For these reasons and much more too numerous to count, implementing free employee scheduling software can be one of the most cost-effective and easy ways to keep everything on track. Having a dedicated software package like this can help you keep all of your organization in a uniform manner, which can be more useful than you might originally assume in your efforts to mentally compartmentalize your management responsibilities.

Room For Growth

Many employees will simply become less and less interested in pursuing definite aims in your firm if they don’t have room for growth or promotion. Outstanding employee performance is not incentivized when the growth potential is missing, as there is nothing for which this hard work can be redeemed. Employees will often desire to do a good job, but if the potential of more responsibility or a higher pay grade is out of their reach, they will often focus on maintaining their energy and doing an adequate job in their current role, never really pushing the limits of what they can achieve.

Consider implementing a solid chart to growth in your firm as you expand. If your firm isn’t quite in the place where you can create multiple hierarchical job roles yet, it’s important to offer some form of financial incentive to reward outstanding work. Consider enacting an ‘employee of the month’ and ‘year’ system, so they publicly feel rewarded for their positive contributions to the firm, and make the reward for attaining this something substantial.

The sacrifice of money and time it takes to secure a solid price for them is always worth it when your employee satisfaction index slowly raises bit by bit, and by the time you are a large firm, you will have implemented such a positive employee reward culture that people will be lining up at the doors to work for you. That’s the dream, at least.

Understand

Employees will sometimes find it difficult to adhere to the working format you lay out. Difficult emotional times, physical limitations, as well as emergencies they need to sort out, will leave your employees struggling to work days they might be required. To the best of your ability, try and understand these circumstances, and never criticise or complain about them. Becoming a better boss requires that you stay on the same level as your employees, and prevent yourself from lording over them, as being in the trenches and happy to accommodate requirements will make you seem like a much more personal leader.

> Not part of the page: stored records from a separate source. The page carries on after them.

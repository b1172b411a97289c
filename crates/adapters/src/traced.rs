// SPDX-License-Identifier: BUSL-1.1
// Copyright (c) 2026 Alfred Jean LLC

//! Traced adapter wrapper for consistent observability across session
//! backends.

use crate::session::{ControlKey, SessionAdapter, SessionError};
use async_trait::async_trait;
use std::path::Path;
use tracing::Instrument;

/// Wrapper that adds tracing to any `SessionAdapter`.
#[derive(Clone)]
pub struct TracedSession<S> {
    inner: S,
}

impl<S> TracedSession<S> {
    pub fn new(inner: S) -> Self {
        Self { inner }
    }
}

#[async_trait]
impl<S: SessionAdapter> SessionAdapter for TracedSession<S> {
    async fn create(
        &self,
        name: &str,
        cwd: &Path,
        cmd: &str,
        env: &[(String, String)],
        cols: u32,
        rows: u32,
    ) -> Result<(), SessionError> {
        async {
            tracing::info!(cmd, env_count = env.len(), cols, rows, "starting");
            let start = std::time::Instant::now();
            let result = self.inner.create(name, cwd, cmd, env, cols, rows).await;
            let elapsed_ms = start.elapsed().as_millis() as u64;
            match &result {
                Ok(()) => tracing::info!(elapsed_ms, "session created"),
                Err(e) => tracing::error!(elapsed_ms, error = %e, "create failed"),
            }
            result
        }
        .instrument(tracing::info_span!("session.create", name, cwd = %cwd.display()))
        .await
    }

    async fn send_text(&self, id: &str, text: &str) -> Result<(), SessionError> {
        tracing::info_span!("session.send_text", id)
            .in_scope(|| tracing::debug!(text_len = text.len(), "sending"));
        let result = self.inner.send_text(id, text).await;
        if let Err(ref e) = result {
            tracing::error!(id, error = %e, "send_text failed");
        }
        result
    }

    async fn send_control(&self, id: &str, key: ControlKey) -> Result<(), SessionError> {
        let result = self.inner.send_control(id, key).await;
        if let Err(ref e) = result {
            tracing::error!(id, ?key, error = %e, "send_control failed");
        }
        result
    }

    async fn resize(&self, id: &str, cols: u32, rows: u32) -> Result<(), SessionError> {
        let result = self.inner.resize(id, cols, rows).await;
        if let Err(ref e) = result {
            tracing::error!(id, cols, rows, error = %e, "resize failed");
        }
        result
    }

    async fn capture(&self, id: &str, rows: Option<u32>) -> Result<String, SessionError> {
        let result = self.inner.capture(id, rows).await;
        tracing::info_span!("session.capture", id, ?rows).in_scope(|| {
            tracing::trace!(
                captured_len = result.as_ref().map(|s| s.len()).ok(),
                "captured"
            )
        });
        result
    }

    async fn exists(&self, id: &str) -> Result<bool, SessionError> {
        let result = self.inner.exists(id).await;
        tracing::trace!(id, exists = ?result.as_ref().ok(), "checked");
        result
    }

    async fn kill(&self, id: &str) -> Result<(), SessionError> {
        let result = self.inner.kill(id).await;
        tracing::info_span!("session.kill", id).in_scope(|| match &result {
            Ok(()) => tracing::info!("killed"),
            Err(e) => tracing::warn!(error = %e, "kill failed (may be expected)"),
        });
        result
    }
}

#[cfg(test)]
#[path = "traced_tests.rs"]
mod tests;
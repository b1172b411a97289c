// SPDX-License-Identifier: BUSL-1.1
// Copyright (c) 2026 Alfred Jean LLC

//! Agent identifier, status, and the durable record of a supervised session.

use serde::{Deserialize, Serialize};
use std::fmt;

crate::define_id! {
    /// Unique identifier for an agent instance: 6 lowercase hex characters.
    ///
    /// Forms the tail of the session name (`forge__{project}__{id}`) and the
    /// middle segment of the branch name (`{prefix}/{id}/{task-slug}`).
    pub struct AgentId;
}

/// Closed set of statuses an agent can occupy.
///
/// `Stopped` is the only terminal state.
#[derive(Debug, Clone, Copy, PartialEq, Eq, Serialize, Deserialize)]
#[serde(rename_all = "snake_case")]
pub enum AgentStatus {
    Starting,
    Working,
    WaitingInput,
    Idle,
    Error,
    Stopped,
}

impl AgentStatus {
    /// Terminal status = stopped, per the data model.
    pub fn is_terminal(self) -> bool {
        matches!(self, AgentStatus::Stopped)
    }
}

impl fmt::Display for AgentStatus {
    fn fmt(&self, f: &mut fmt::Formatter<'_>) -> fmt::Result {
        let s = match self {
            AgentStatus::Starting => "starting",
            AgentStatus::Working => "working",
            AgentStatus::WaitingInput => "waiting_input",
            AgentStatus::Idle => "idle",
            AgentStatus::Error => "error",
            AgentStatus::Stopped => "stopped",
        };
        write!(f, "{s}")
    }
}

/// Cap on the `last_output` ring buffer kept on every agent record.
pub const LAST_OUTPUT_CAP: usize = 4000;

/// Keep only the trailing `cap` characters of `s`, on a char boundary.
pub fn bounded_tail(s: &str, cap: usize) -> String {
    if s.chars().count() <= cap {
        return s.to_string();
    }
    let skip = s.chars().count() - cap;
    s.chars().skip(skip).collect()
}

/// The durable record of a single supervised agent.
///
/// Doubles as the Snapshot entity from the data model: a snapshot is "the
/// latest Agent fields", so the store persists `Agent` directly rather
/// than a parallel duplicate shape.
#[derive(Debug, Clone, Serialize, Deserialize)]
pub struct Agent {
    pub id: AgentId,
    pub project: String,
    pub session_name: String,
    pub workspace_path: std::path::PathBuf,
    pub branch_name: String,
    pub status: AgentStatus,
    pub created_at_epoch_ms: u64,
    pub last_activity_epoch_ms: u64,
    pub task: String,
    pub profile_name: Option<String>,
    #[serde(default)]
    pub sub_agent_count: u32,
    #[serde(default)]
    pub needs_attention: bool,
    #[serde(default)]
    pub parked: bool,
    #[serde(default)]
    pub last_output: String,
    #[serde(default)]
    pub last_response: Option<String>,
    #[serde(default)]
    pub last_user_message: Option<String>,
}

impl Agent {
    pub fn session_name_for(project: &str, id: &AgentId) -> String {
        format!("forge__{project}__{id}")
    }

    /// Parse `forge__{project}__{id}` back into its parts. Other components
    /// rely on this exact shape, so parsing is centralized here.
    pub fn parse_session_name(name: &str) -> Option<(&str, &str)> {
        let rest = name.strip_prefix("forge__")?;
        let (project, id) = rest.split_once("__")?;
        if project.is_empty() || id.is_empty() {
            return None;
        }
        Some((project, id))
    }

    pub fn set_last_output(&mut self, output: &str) {
        self.last_output = bounded_tail(output, LAST_OUTPUT_CAP);
    }
}

#[cfg(test)]
#[path = "agent_tests.rs"]
mod tests;
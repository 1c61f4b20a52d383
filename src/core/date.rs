//! Date parsing: the only fallible operation in the core

use chrono::NaiveDate;
use serde::{Deserialize, Serialize};

/// Error for a date string matching neither supported format
#[derive(Debug, Clone, PartialEq, Eq, Serialize, Deserialize)]
pub struct InvalidDateFormat {
    /// The rejected input, echoed for diagnostics
    pub input: String,
}

impl std::fmt::Display for InvalidDateFormat {
    fn fmt(&self, f: &mut std::fmt::Formatter<'_>) -> std::fmt::Result {
        write!(f, "invalid date {:?}: use DD-MM-YYYY or YYYY-MM-DD", self.input)
    }
}

impl std::error::Error for InvalidDateFormat {}

/// Parse a calendar date from `DD-MM-YYYY` or `YYYY-MM-DD`.
///
/// Whitespace is trimmed and `/` separators are normalized to `-` first;
/// the day-first format wins when both could apply.
pub fn parse_date(s: &str) -> Result<NaiveDate, InvalidDateFormat> {
    let normalized = s.trim().replace('/', "-");
    for fmt in ["%d-%m-%Y", "%Y-%m-%d"] {
        if let Ok(d) = NaiveDate::parse_from_str(&normalized, fmt) {
            return Ok(d);
        }
    }
    Err(InvalidDateFormat { input: s.to_string() })
}

// =============================================================================
// TESTS
// =============================================================================

#[cfg(test)]
mod tests {
    use super::*;
    use chrono::Datelike;

    #[test]
    fn test_day_first_format() {
        let d = parse_date("29-10-2001").unwrap();
        assert_eq!((d.day(), d.month(), d.year()), (29, 10, 2001));
    }

    #[test]
    fn test_year_first_format() {
        let d = parse_date("2001-10-29").unwrap();
        assert_eq!((d.day(), d.month(), d.year()), (29, 10, 2001));
    }

    #[test]
    fn test_slash_separators_normalized() {
        assert_eq!(parse_date("29/10/2001"), parse_date("29-10-2001"));
    }

    #[test]
    fn test_surrounding_whitespace_trimmed() {
        assert!(parse_date("  29-10-2001 ").is_ok());
    }

    #[test]
    fn test_rejects_garbage() {
        let err = parse_date("not-a-date").unwrap_err();
        assert_eq!(err.input, "not-a-date");
        assert!(err.to_string().contains("DD-MM-YYYY"));
    }

    #[test]
    fn test_rejects_impossible_day() {
        assert!(parse_date("32-01-2001").is_err());
    }
}
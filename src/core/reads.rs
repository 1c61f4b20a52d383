//! Reads derivation: concatenation codes over one triangle

use crate::types::{Reads, Triangle};

/// Derive the fixed read table from a triangle.
///
/// Codes concatenate two cells as decimal digits (never reduced); `G`
/// passes through raw.
pub fn build_reads(t: &Triangle) -> Reads {
    let cat = |x: u8, y: u8| x as u32 * 10 + y as u32;

    let i = &t.inputs;
    let l1 = &t.layer1;
    let l2 = &t.second_layer;
    let l3 = &t.third_layer;

    Reads {
        g: l1.g as u32,
        ef_core: cat(l1.e, l1.f),
        ab: cat(i.a, i.b),
        cd: cat(i.c, i.d),
        ae: cat(i.a, l1.e),
        be: cat(i.b, l1.e),
        cf: cat(i.c, l1.f),
        df: cat(i.d, l1.f),
        ij: cat(l2.i, l2.j),
        kl: cat(l2.k, l2.l),
        jg: cat(l2.j, l1.g),
        gk: cat(l1.g, l2.k),
        eg: cat(l1.e, l1.g),
        fg: cat(l1.f, l1.g),
        no: cat(l3.n, l3.o),
        np: cat(l3.n, l3.p),
        op: cat(l3.o, l3.p),
        pq: cat(l3.p, l3.q),
        pr: cat(l3.p, l3.r),
    }
}

// =============================================================================
// TESTS
// =============================================================================
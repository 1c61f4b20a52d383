//! Special-signal structures: declarative rules and the scanner's output

use serde::{Deserialize, Serialize};
use std::collections::BTreeMap;

/// One declarative scanner rule: feature scope, match predicates, response.
///
/// Empty slices mean "predicate unused". A rule matches when any of its
/// declared predicates is satisfied; the response tags and note are then
/// accumulated into the bundle.
#[derive(Debug, Clone, Copy)]
pub struct SpecialRule {
    /// Feature contexts this rule applies to
    pub features: &'static [&'static str],
    /// Match if any read value is in this set
    pub reads_any: &'static [u32],
    /// Match if any named triple's digit string is in this set
    pub triples_any: &'static [&'static str],
    /// Restrict triple predicates to these triple names (empty = all)
    pub triple_keys: &'static [&'static str],
    /// Match if any scoped triple is a sandwich (first digit == last)
    pub triples_sandwich: bool,
    /// Match if any left-slope digit is in this set
    pub left_digits_any: &'static [u8],
    /// Match if any right-slope digit is in this set
    pub right_digits_any: &'static [u8],
    /// Match if (A,D) and (B,C) are both equal-or-paired
    pub abcd_pairing: bool,
    /// Match if C, D, F, G, K, L are all leader digits
    pub leader_pattern: bool,
    /// Match if a front or back pair contains a 1
    pub betrayal_pattern: bool,
    /// Tags emitted on match
    pub tags: &'static [&'static str],
    /// Fixed note emitted on match
    pub note: &'static str,
    /// Note template with a `{direction}` placeholder (betrayal rules)
    pub note_tpl: &'static str,
}

impl SpecialRule {
    /// Base rule with every predicate unused; rules override what they need
    pub const fn empty() -> Self {
        Self {
            features: &[],
            reads_any: &[],
            triples_any: &[],
            triple_keys: &[],
            triples_sandwich: false,
            left_digits_any: &[],
            right_digits_any: &[],
            abcd_pairing: false,
            leader_pattern: false,
            betrayal_pattern: false,
            tags: &[],
            note: "",
            note_tpl: "",
        }
    }
}

/// One downfall age window
#[derive(Debug, Clone, Copy, PartialEq, Eq, Serialize, Deserialize)]
pub struct DownfallWindow {
    pub upto_age: u32,
}

/// Downfall-window analysis triggered by 18/81 reads (yearly/monthly)
#[derive(Debug, Clone, PartialEq, Eq, Serialize, Deserialize)]
pub struct DownfallReport {
    /// How many reads equal 18 or 81
    pub occurrences: usize,
    pub windows: Vec<DownfallWindow>,
    /// Set when occurrences reach the escalation count
    pub extra_anytime_after_45: bool,
    pub estimated_total_downfalls: u32,
    pub tags: Vec<String>,
    pub note: String,
}

/// Scanner output: everything that matched for one feature context.
///
/// The scanner returns `None` instead of an empty bundle when no rule
/// matches; callers treat that as "no signal", not an error.
#[derive(Debug, Clone, PartialEq, Eq, Serialize, Deserialize)]
pub struct SignalBundle {
    pub present: bool,
    pub feature: String,
    /// Matched tags, deduplicated in first-seen order
    pub tags: Vec<String>,
    /// Matched notes, deduplicated in first-seen order
    pub notes: Vec<String>,
    /// Sorted distinct compound (10–99) read values seen
    pub reads_used: Vec<u32>,
    /// Named triples and their digit strings (non-empty only)
    pub triples_seen: BTreeMap<String, String>,
    pub left_side_digits: Vec<u8>,
    pub right_side_digits: Vec<u8>,
    /// Downfall-window record, yearly/monthly only
    pub r18: Option<DownfallReport>,
}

Of course, you should always be wary for an employee trying to get out of work suspiciously and discipline them effectively, but never assume the worst of your employees. This subtle shift in understanding can develop a positive relationship between you and employee, and help them put forth the effort to become a better staff member in kind.

With these tips, you’re sure to become a much friendlier boss to your employees, while still commanding a decent sense of respect necessary to motivate your troops in the right directions.